ACTIVITY: Please copy every line below that contains the string "TickOutcome".

(Stored entries)

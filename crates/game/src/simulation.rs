//! Game simulation - the per-frame driver.
//!
//! Wires input, the flight controller, the level, and the vehicle
//! attachment together, and derives the read-only telemetry the HUD and
//! renderer consume. The simulation owns all mutable state; collaborators
//! only ever see plain data.

use glam::Vec3;
use serde::{Deserialize, Serialize};
use skyfall_physics::{
    FlightConfig, FlightController, FlightFlags, TickOutcome, WindSample,
};

use crate::input::PlayerInput;
use crate::level::Level;
use crate::player::Diver;

/// Game simulation configuration.
#[derive(Debug, Clone, Serialize, Deserialize)]
pub struct SimulationConfig {
    /// Flight physics configuration.
    pub flight: FlightConfig,

    /// Seed for the turbulence generator. Equal seeds and inputs replay
    /// identical jumps.
    pub turbulence_seed: u32,
}

impl Default for SimulationConfig {
    fn default() -> Self {
        Self {
            flight: FlightConfig::default(),
            turbulence_seed: FlightController::DEFAULT_SEED,
        }
    }
}

/// Derived read-only scalars for the HUD and renderer.
///
/// Computed fresh from the current state on request; never stored.
#[derive(Debug, Clone, Copy, Serialize, Deserialize)]
pub struct Telemetry {
    /// Total speed (m/s).
    pub speed: f32,

    /// Speed in the horizontal plane (m/s).
    pub horizontal_speed: f32,

    /// Magnitude of vertical speed (m/s).
    pub vertical_speed: f32,

    /// Height above the ground plane (meters).
    pub altitude: f32,

    /// Horizontal over vertical speed; `None` while effectively hovering
    /// or drifting too slowly for the ratio to mean anything.
    pub glide_ratio: Option<f32>,

    /// Air density at the current altitude (kg/m³).
    pub air_density: f32,

    /// Weight force (N).
    pub weight_force: f32,

    /// Drag force at the current speed (N).
    pub drag_force: f32,

    /// Weight minus drag (N). Positive while still accelerating downward.
    pub net_force: f32,

    /// Terminal velocity estimate for the current configuration (m/s).
    pub terminal_velocity: f32,

    /// Latest wind reading.
    pub wind: WindSample,

    /// Canopy openness in [0, 1].
    pub deploy_fraction: f32,

    /// Whether the canopy is past the open threshold.
    pub canopy_open: bool,

    /// Whether the body is vertically supported this frame.
    pub grounded: bool,

    /// Whether the diver died on impact.
    pub dead: bool,
}

/// The main game simulation.
#[derive(Debug)]
pub struct Simulation {
    /// Current frame number.
    pub frame: u64,

    /// Current level.
    pub level: Level,

    /// The simulated diver.
    pub diver: Diver,

    controller: FlightController,
    vehicle_transform: Option<Vec3>,
}

impl Simulation {
    /// Create a new simulation over the given level.
    pub fn new(config: SimulationConfig, level: Level) -> Self {
        let radius = config.flight.player_radius;
        let diver = Diver::new(1, "diver".to_string(), level.launch.position, radius);
        let controller = FlightController::with_seed(config.flight, config.turbulence_seed);

        Self {
            frame: 0,
            level,
            diver,
            controller,
            vehicle_transform: None,
        }
    }

    /// Create a simulation with default configuration over an open field.
    pub fn open_field() -> Self {
        let config = SimulationConfig::default();
        let level = Level::empty(config.flight.launch_altitude, config.flight.player_radius);
        Self::new(config, level)
    }

    /// Live tuning surface: the flight constants, rewritable between ticks.
    pub fn config_mut(&mut self) -> &mut FlightConfig {
        &mut self.controller.config
    }

    /// Pin the diver to a vehicle at the given transform. Physics is
    /// bypassed until [`Simulation::detach_from_vehicle`].
    pub fn attach_to_vehicle(&mut self, transform: Vec3) {
        self.diver.flight.flags.set(FlightFlags::IN_VEHICLE, true);
        self.diver.flight.position = transform;
        self.diver.flight.velocity = Vec3::ZERO;
        self.diver.flight.acceleration = Vec3::ZERO;
        self.vehicle_transform = Some(transform);
    }

    /// Move the vehicle; the attached diver rides along.
    pub fn set_vehicle_transform(&mut self, transform: Vec3) {
        if self.diver.flight.flags.in_vehicle() {
            self.diver.flight.position = transform;
        }
        self.vehicle_transform = Some(transform);
    }

    /// Release the diver into free fall at the vehicle's transform.
    pub fn detach_from_vehicle(&mut self) {
        self.diver.flight.flags.set(FlightFlags::IN_VEHICLE, false);
    }

    /// Advance the simulation by one frame of duration `dt` seconds.
    pub fn tick(&mut self, input: &PlayerInput, dt: f32) -> TickOutcome {
        self.frame += 1;

        let was_alive = self.diver.is_alive();
        let was_grounded = self.diver.on_ground();

        let command = input.to_command();
        let outcome = self.controller.update(
            &mut self.diver.flight,
            &mut self.diver.canopy,
            &command,
            &self.level.collision,
            dt,
        );

        if was_alive && outcome.collision.lethal {
            self.diver.deaths += 1;
        }
        if !was_grounded && outcome.collision.grounded && self.diver.is_alive() {
            self.diver.landings += 1;
        }

        outcome
    }

    /// Derive the current telemetry for HUD/renderer consumers.
    ///
    /// Uses the binary open/closed aerodynamic profile, matching what the
    /// display reports rather than the mid-deploy blend.
    pub fn telemetry(&self) -> Telemetry {
        let config = &self.controller.config;
        let flight = &self.diver.flight;
        let wind_field = config.wind_field();

        let speed = flight.speed();
        let horizontal_speed = flight.horizontal_speed();
        let vertical_speed = flight.velocity.y.abs();

        let air_density = wind_field.air_density(flight.position.y);
        let (cd, area) = if self.diver.canopy.is_open() {
            (config.canopy_drag_cd, config.canopy_area)
        } else {
            (config.body_drag_cd, config.body_area)
        };

        let weight_force = config.mass * config.gravity;
        let drag_force = 0.5 * air_density * cd * area * speed * speed;
        let terminal_velocity = (2.0 * weight_force / (air_density * cd * area)).sqrt();

        let glide_ratio = (horizontal_speed > 0.1 && vertical_speed > 0.0)
            .then(|| horizontal_speed / vertical_speed);

        Telemetry {
            speed,
            horizontal_speed,
            vertical_speed,
            altitude: flight.position.y,
            glide_ratio,
            air_density,
            weight_force,
            drag_force,
            net_force: weight_force - drag_force,
            terminal_velocity,
            wind: wind_field.sample(flight.wind_timer),
            deploy_fraction: self.diver.canopy.deploy,
            canopy_open: self.diver.canopy.is_open(),
            grounded: flight.flags.on_ground(),
            dead: flight.flags.dead(),
        }
    }
}

#[cfg(test)]
mod tests {
    use super::*;

    const DT: f32 = 1.0 / 60.0;

    #[test]
    fn test_tick_advances_frame() {
        let mut sim = Simulation::open_field();
        sim.tick(&PlayerInput::default(), DT);
        sim.tick(&PlayerInput::default(), DT);
        assert_eq!(sim.frame, 2);
    }

    #[test]
    fn test_vehicle_ride_then_release() {
        let mut sim = Simulation::open_field();
        let seat = Vec3::new(10.0, 800.0, -5.0);
        sim.attach_to_vehicle(seat);
        sim.tick(&PlayerInput::default(), DT);
        assert_eq!(sim.diver.position(), seat);
        assert_eq!(sim.diver.velocity(), Vec3::ZERO);

        let moved = seat + Vec3::new(5.0, 0.0, 0.0);
        sim.set_vehicle_transform(moved);
        sim.tick(&PlayerInput::default(), DT);
        assert_eq!(sim.diver.position(), moved);

        sim.detach_from_vehicle();
        sim.tick(&PlayerInput::default(), DT);
        assert!(sim.diver.velocity().y < 0.0);
    }

    #[test]
    fn test_terminal_velocity_estimate() {
        let sim = Simulation::open_field();
        let t = sim.telemetry();
        // Closed canopy at altitude ~1000 m.
        let config = FlightConfig::default();
        let rho = config.wind_field().air_density(sim.diver.position().y);
        let expected = (2.0 * 80.0 * 9.81 / (rho * 0.9 * 0.7)).sqrt();
        assert!((t.terminal_velocity - expected).abs() < 1e-3);
        assert!(!t.canopy_open);
        assert!(t.glide_ratio.is_none());
    }

    #[test]
    fn test_auto_open_jump_lands_safely() {
        let mut config = SimulationConfig::default();
        config.flight = FlightConfig::calm();
        let level = Level::empty(config.flight.launch_altitude, config.flight.player_radius);
        let mut sim = Simulation::new(config, level);

        let mut opened = false;
        let mut landed = false;
        for _ in 0..(120 * 60) {
            let outcome = sim.tick(&PlayerInput::default(), DT);
            if outcome.canopy_event.is_some() {
                opened = true;
            }
            if outcome.collision.grounded {
                landed = true;
                break;
            }
        }
        assert!(opened, "auto-open never fired");
        assert!(landed, "diver never reached the ground");
        assert!(sim.diver.is_alive(), "landing under canopy must be survivable");
        assert_eq!(sim.diver.landings, 1);
    }

    #[test]
    fn test_free_fall_without_auto_open_is_lethal() {
        let mut config = SimulationConfig::default();
        config.flight = FlightConfig::calm();
        config.flight.auto_open = false;
        let level = Level::empty(300.0, config.flight.player_radius);
        let mut sim = Simulation::new(config, level);

        for _ in 0..(60 * 60) {
            sim.tick(&PlayerInput::default(), DT);
            if sim.diver.on_ground() {
                break;
            }
        }
        assert!(!sim.diver.is_alive());
        assert_eq!(sim.diver.deaths, 1);
    }

    #[test]
    fn test_telemetry_reports_descent() {
        let mut sim = Simulation::open_field();
        for _ in 0..120 {
            sim.tick(&PlayerInput::default(), DT);
        }
        let t = sim.telemetry();
        assert!(t.vertical_speed > 5.0);
        assert!(t.altitude < 1003.0);
        assert!(!t.grounded);
        assert!(!t.dead);
        assert!(t.net_force < t.weight_force);
    }
}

EXERCISE RESULT:
    FlightConfig, FlightController, FlightFlags, TickOutcome, WindSample,
    pub fn tick(&mut self, input: &PlayerInput, dt: f32) -> TickOutcome {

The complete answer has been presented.